Sayed’s medical background gave him an advantage over most patients in terms of knowledge, but he soon found more information was not always helpful.

“I knew what I was jumping into— chemotherapy, the side effects, what surgery will bring about, the complications of surgery,” he said. “Was I happy that I had this knowledge? It was good because it prepared me well for the fight. But at the same time it scared me. It was a curse that I knew the consequences. A blessing and a curse.”

Like chemotherapy, surgery was another life-altering experience. Sayed recalled “Alice in Wonderland”— through the looking glass, he was now being wheeled into the operating room on a gurney, while he had formerly been the one pushing the gurney.

“I know saying goodbye to my wife and saying, ‘I’ll see you on the other side.’ Next, I remember waking up, saying, ‘There’s something in my back bothering me.’ That’s all I remember,” he said. “Now I understand how the patients and the caregivers feel. What they go through. It’s totally different than what a physician or surgeon’s doing when you’re on the other side.”

After five days at MD Anderson and a grueling five weeks of recovery time, Sayed headed back to work full time August 18 with a renewed sense of purpose. “Everything is totally worth it if I can see my daughter grow up and if I can do something in my medical field,” said Sayed. “I feel everything about the pain and the emotional stress, I can convert that disadvantage and turn it into an advantage. That is my goal.”

Sayed and his family moved from Sugar Land closer to the medical center, cutting down his commute so he could maximize his time with family and at work. In October, Sayed and his colleagues published their research regarding the transformation of skin fibroblasts into endothelial cells in Circulation. As the pain from surgery and chemo faded, the emotional toll lingered. At the suggestion of his grief counselor, Sayed kept a journal throughout treatment. Before becoming ill, “writing” meant research papers. Now he records his thoughts and feelings, often focused on sorting out the strange dichotomies that arise when doctor becomes patient.

“From the physician’s perspective chemotherapy is a boon we got, but as a patient, it’s a horrible thing. It changes your mood, you don’t want to see light, you don’t want to hear noise, you don’t want to smell anything,” he described. “As a physician, I knew it was the best thing that researchers and scientists have come up with to cure the disease.”

His new perspective as a patient also had him reflecting on the emotional role a physician can provide for the patient.

“I don’t see patients anymore, because I’m focused on research. But if I was still seeing patients I’d be much more compassionate, much more understanding,” he said. “Nowadays it’s all about the patient comes in, you have 50 patients waiting outside, you want to quickly go through the physical.

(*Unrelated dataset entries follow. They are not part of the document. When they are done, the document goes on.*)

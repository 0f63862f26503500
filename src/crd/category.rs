//! # Category
//!
//! Typed schema of the `Category` kind. The reconciler handles categories
//! through the untyped path like every other kind; this type exists so the
//! CRD carries a real OpenAPI schema and so the field names used on the
//! wire are written down in one place.

use super::condition::Condition;
use super::managed::{DeletionPolicy, ProviderConfigRef};
use kube::CustomResource;
use schemars::{JsonSchema, Schema, SchemaGenerator};
use serde::{Deserialize, Serialize};
use serde_json::{Map, Value};
use std::borrow::Cow;

/// Category Custom Resource Definition
///
/// # Example
///
/// ```yaml
/// apiVersion: magento.web7.md/v1alpha1
/// kind: Category
/// metadata:
///   name: shoes
/// spec:
///   forProvider:
///     name: Shoes
///     is_active: true
///     include_in_menu: true
///     parent_id: 2
/// ```
#[derive(CustomResource, Debug, Clone, Deserialize, Serialize, JsonSchema)]
#[kube(
    group = "magento.web7.md",
    version = "v1alpha1",
    kind = "Category",
    status = "CategoryStatus",
    category = "crossplane",
    category = "managed",
    category = "magento",
    printcolumn = r#"{"name":"READY", "type":"string", "jsonPath":".status.conditions[?(@.type==\"Ready\")].status"}"#,
    printcolumn = r#"{"name":"SYNCED", "type":"string", "jsonPath":".status.conditions[?(@.type==\"Synced\")].status"}"#,
    printcolumn = r#"{"name":"EXTERNAL-ID", "type":"string", "jsonPath":".metadata.annotations.external-id"}"#,
    printcolumn = r#"{"name":"AGE", "type":"date", "jsonPath":".metadata.creationTimestamp"}"#
)]
#[serde(rename_all = "camelCase")]
pub struct CategorySpec {
    pub for_provider: CategoryParameters,
    #[serde(default)]
    pub provider_config_ref: ProviderConfigRef,
    #[serde(default)]
    pub deletion_policy: DeletionPolicy,
}

/// Configurable fields of a category, named as the Magento API names them
#[derive(Debug, Clone, Default, PartialEq, Deserialize, Serialize, JsonSchema)]
pub struct CategoryParameters {
    #[serde(default, skip_serializing_if = "Option::is_none")]
    pub name: Option<String>,
    #[serde(default, skip_serializing_if = "Option::is_none")]
    pub is_active: Option<bool>,
    #[serde(default, skip_serializing_if = "Option::is_none")]
    pub position: Option<i64>,
    #[serde(default, skip_serializing_if = "Option::is_none")]
    pub level: Option<i64>,
    #[serde(default, skip_serializing_if = "Option::is_none")]
    pub children: Option<String>,
    #[serde(default, skip_serializing_if = "Option::is_none")]
    pub created_at: Option<String>,
    #[serde(default, skip_serializing_if = "Option::is_none")]
    pub updated_at: Option<String>,
    #[serde(default, skip_serializing_if = "Option::is_none")]
    pub path: Option<String>,
    #[serde(default, skip_serializing_if = "Vec::is_empty")]
    pub available_sort_by: Vec<String>,
    #[serde(default, skip_serializing_if = "Option::is_none")]
    pub include_in_menu: Option<bool>,
    #[serde(default, skip_serializing_if = "Vec::is_empty")]
    pub custom_attributes: Vec<CustomAttribute>,
    #[serde(default, skip_serializing_if = "Option::is_none")]
    pub parent_id: Option<i64>,
}

#[derive(Debug, Clone, PartialEq, Eq, Deserialize, Serialize, JsonSchema)]
pub struct CustomAttribute {
    pub attribute_code: String,
    pub value: String,
}

/// Observable fields of a category
///
/// `atProvider` mirrors whatever `categories/list` returns, so the schema
/// keeps unknown fields and the typed fields are only the common ones.
#[derive(Debug, Clone, Default, PartialEq, Deserialize, Serialize)]
pub struct CategoryObservation {
    #[serde(default, skip_serializing_if = "Option::is_none")]
    pub id: Option<i64>,
    #[serde(default, skip_serializing_if = "Option::is_none")]
    pub parent_id: Option<i64>,
    #[serde(default, skip_serializing_if = "Option::is_none")]
    pub name: Option<String>,
    #[serde(default, skip_serializing_if = "Option::is_none")]
    pub is_active: Option<bool>,
    #[serde(default, skip_serializing_if = "Option::is_none")]
    pub position: Option<i64>,
    #[serde(default, skip_serializing_if = "Option::is_none")]
    pub level: Option<i64>,
    #[serde(default, skip_serializing_if = "Option::is_none")]
    pub product_count: Option<i64>,
    #[serde(flatten)]
    pub extra: Map<String, Value>,
}

impl JsonSchema for CategoryObservation {
    fn schema_name() -> Cow<'static, str> {
        Cow::Borrowed("CategoryObservation")
    }

    fn json_schema(_gen: &mut SchemaGenerator) -> Schema {
        schemars::json_schema!({
            "type": "object",
            "description": "Category as last observed in Magento",
            "x-kubernetes-preserve-unknown-fields": true
        })
    }
}

#[derive(Debug, Clone, Default, Deserialize, Serialize, JsonSchema)]
#[serde(rename_all = "camelCase")]
pub struct CategoryStatus {
    #[serde(default)]
    pub conditions: Vec<Condition>,
    #[serde(default)]
    pub at_provider: CategoryObservation,
}

#[cfg(test)]
mod tests {
    use super::*;
    use kube::{CustomResourceExt, Resource};

    #[test]
    fn test_category_crd_is_cluster_scoped() {
        let crd = Category::crd();
        assert_eq!(crd.spec.scope, "Cluster");
        assert_eq!(crd.spec.names.plural, "categories");
        assert_eq!(Category::group(&()), "magento.web7.md");
    }

    #[test]
    fn test_category_parameters_use_magento_field_names() {
        let params = CategoryParameters {
            name: Some("Shoes".to_string()),
            include_in_menu: Some(true),
            parent_id: Some(2),
            ..Default::default()
        };
        let value = serde_json::to_value(&params).unwrap();
        assert_eq!(
            value,
            serde_json::json!({"name": "Shoes", "include_in_menu": true, "parent_id": 2})
        );
    }

    #[test]
    fn test_at_provider_keeps_unknown_fields() {
        let crd = serde_json::to_value(Category::crd()).unwrap();
        let at_provider = crd
            .pointer("/spec/versions/0/schema/openAPIV3Schema/properties/status/properties/atProvider")
            .unwrap();
        assert_eq!(at_provider["x-kubernetes-preserve-unknown-fields"], serde_json::json!(true));
        assert!(at_provider.get("properties").is_none());
    }
}
//! # Global Rate Limiter
//!
//! Paces reconciles across every kind controller so the Magento API sees at
//! most `max_reconcile_rate` reconciles per second in total.

use std::time::Duration;
use tokio::sync::Mutex;
use tokio::time::Instant;

/// Hands out evenly spaced start slots to concurrent reconciles
#[derive(Debug)]
pub struct GlobalRateLimiter {
    interval: Duration,
    next_slot: Mutex<Option<Instant>>,
}

impl GlobalRateLimiter {
    /// A rate of zero disables pacing
    #[must_use]
    pub fn new(per_second: u32) -> Self {
        let interval = if per_second == 0 {
            Duration::ZERO
        } else {
            Duration::from_secs(1) / per_second
        };
        Self {
            interval,
            next_slot: Mutex::new(None),
        }
    }

    #[must_use]
    pub fn interval(&self) -> Duration {
        self.interval
    }

    /// Wait until the caller may start a reconcile
    pub async fn acquire(&self) {
        if self.interval.is_zero() {
            return;
        }
        let slot = {
            let mut next_slot = self.next_slot.lock().await;
            let now = Instant::now();
            let slot = match *next_slot {
                Some(next) if next > now => next,
                _ => now,
            };
            *next_slot = Some(slot + self.interval);
            slot
        };
        tokio::time::sleep_until(slot).await;
    }
}
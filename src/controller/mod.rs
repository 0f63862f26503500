//! # Controller
//!
//! Core controller modules for the Magento provider.
//!
//! - `backoff`: Fibonacci backoff for failed reconciles
//! - `discovery`: selection of the kinds that get a reconciliation loop
//! - `reconciler`: per-object reconciliation against the Magento API

pub mod backoff;
pub mod discovery;
pub mod reconciler;
//! # Observability
//!
//! Prometheus metrics for the provider. Logging goes through `tracing` and
//! is configured in [`crate::runtime::initialization`].

pub mod metrics;

// Re-export for convenience
pub use metrics::*;
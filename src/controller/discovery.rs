//! # Kind Discovery
//!
//! Enumerates every kind registered in the cluster under the provider's API
//! group and decides which of them get a reconciliation loop.
//!
//! The [`KindRegistry`] is built once at startup and passed by reference.
//! Setting up a kind can fail on its own; such failures are collected in the
//! [`DiscoveryOutcome`] and never prevent the other kinds from starting.

use crate::constants::EXCLUDED_KIND_FRAGMENTS;
use crate::observability::metrics;
use kube::api::ApiResource;
use kube::{Client, Discovery};
use thiserror::Error;
use tracing::{debug, info, instrument, warn};

#[derive(Debug, Error)]
pub enum DiscoveryError {
    #[error("API discovery failed")]
    Discovery(#[source] kube::Error),

    #[error("registered resource in {api_version} has no kind")]
    MissingKind { api_version: String },

    #[error("kind {kind} in {api_version} has no registered plural")]
    MissingPlural { api_version: String, kind: String },
}

/// Every kind the cluster serves under the provider's API group
#[derive(Debug, Clone, Default)]
pub struct KindRegistry {
    resources: Vec<ApiResource>,
}

impl KindRegistry {
    #[must_use]
    pub fn new(resources: Vec<ApiResource>) -> Self {
        Self { resources }
    }

    /// Build the registry from the cluster's discovery API, limited to `group`
    #[instrument(skip(client))]
    pub async fn from_cluster(client: &Client, group: &str) -> Result<Self, DiscoveryError> {
        let discovery = Discovery::new(client.clone())
            .filter(&[group])
            .run()
            .await
            .map_err(DiscoveryError::Discovery)?;

        let mut resources = Vec::new();
        for api_group in discovery.groups() {
            for version in api_group.versions() {
                for (ar, _caps) in api_group.versioned_resources(version) {
                    debug!(api_version = %ar.api_version, kind = %ar.kind, "Registered kind");
                    resources.push(ar);
                }
            }
        }
        Ok(Self { resources })
    }

    #[must_use]
    pub fn resources(&self) -> &[ApiResource] {
        &self.resources
    }

    #[must_use]
    pub fn len(&self) -> usize {
        self.resources.len()
    }

    #[must_use]
    pub fn is_empty(&self) -> bool {
        self.resources.is_empty()
    }
}

/// Whether a kind is reconciled against the Magento API
///
/// Group and version must match the provider's, and the kind name must not
/// look like a structural or ancillary type.
#[must_use]
pub fn is_managed_kind(
    group: &str,
    version: &str,
    kind: &str,
    api_group: &str,
    api_version: &str,
) -> bool {
    group == api_group
        && version == api_version
        && !EXCLUDED_KIND_FRAGMENTS
            .iter()
            .any(|fragment| kind.contains(fragment))
}

/// A kind that gets its own reconciliation loop
#[derive(Debug, Clone, PartialEq, Eq)]
pub struct ManagedKind {
    api_resource: ApiResource,
}

impl ManagedKind {
    /// Validate a registry entry
    ///
    /// # Errors
    ///
    /// Fails when the entry has no kind or no plural.
    pub fn from_api_resource(ar: ApiResource) -> Result<Self, DiscoveryError> {
        if ar.kind.is_empty() {
            return Err(DiscoveryError::MissingKind {
                api_version: ar.api_version,
            });
        }
        if ar.plural.is_empty() {
            return Err(DiscoveryError::MissingPlural {
                api_version: ar.api_version,
                kind: ar.kind,
            });
        }
        Ok(Self { api_resource: ar })
    }

    #[must_use]
    pub fn kind(&self) -> &str {
        &self.api_resource.kind
    }

    #[must_use]
    pub fn plural(&self) -> &str {
        &self.api_resource.plural
    }

    #[must_use]
    pub fn api_resource(&self) -> &ApiResource {
        &self.api_resource
    }
}

#[derive(Debug)]
pub struct DiscoveryFailure {
    pub kind: String,
    pub error: DiscoveryError,
}

#[derive(Debug, Default)]
pub struct DiscoveryOutcome {
    pub kinds: Vec<ManagedKind>,
    pub failures: Vec<DiscoveryFailure>,
}

/// Select the kinds of `registry` that get a reconciliation loop
#[must_use]
pub fn discover_kinds(registry: &KindRegistry, group: &str, version: &str) -> DiscoveryOutcome {
    let mut outcome = DiscoveryOutcome::default();

    for ar in registry.resources() {
        if !is_managed_kind(&ar.group, &ar.version, &ar.kind, group, version) {
            debug!(api_version = %ar.api_version, kind = %ar.kind, "Skipping kind");
            continue;
        }
        match ManagedKind::from_api_resource(ar.clone()) {
            Ok(kind) => {
                info!(kind = %kind.kind(), plural = %kind.plural(), "Discovered managed kind");
                outcome.kinds.push(kind);
            }
            Err(error) => {
                warn!(kind = %ar.kind, error = %error, "Cannot set up reconciliation for kind");
                metrics::increment_discovery_failures();
                outcome.failures.push(DiscoveryFailure {
                    kind: ar.kind.clone(),
                    error,
                });
            }
        }
    }

    outcome
}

I yearned for encouragement when I was at MD Anderson, whether it came from a top surgeon or it came from someone passing by who just said, ‘You’ll be fine.’”

Sayed recalled the hug from a woman who cleans his office after he told her what he had been going through. Such simple gestures, like the words of encouragement from fellow patients at MD Anderson, have shown there is much more to medicine and cancer treatment than hard facts and science.

Sayed feels an increased drive to work harder than ever, but treatment also left him with emotional goals. His experiences inspired him to give back to patients going through similar ordeals. He is interested in publishing his journal, in the hopes that his candid writing about everything from the physical effects of treatment to the strain it can put on familial relationships will help others.

“There is light at the end of the tunnel. It doesn’t matter what age you are, how much trauma, what consequences you’re going through, it will be good at the end,” he said. “I was just a scientist, running a lab, doing my work, trying to publish papers, having a happy life. Then you get this news and it brings out a lot of things inside of you that you don’t even know exist.”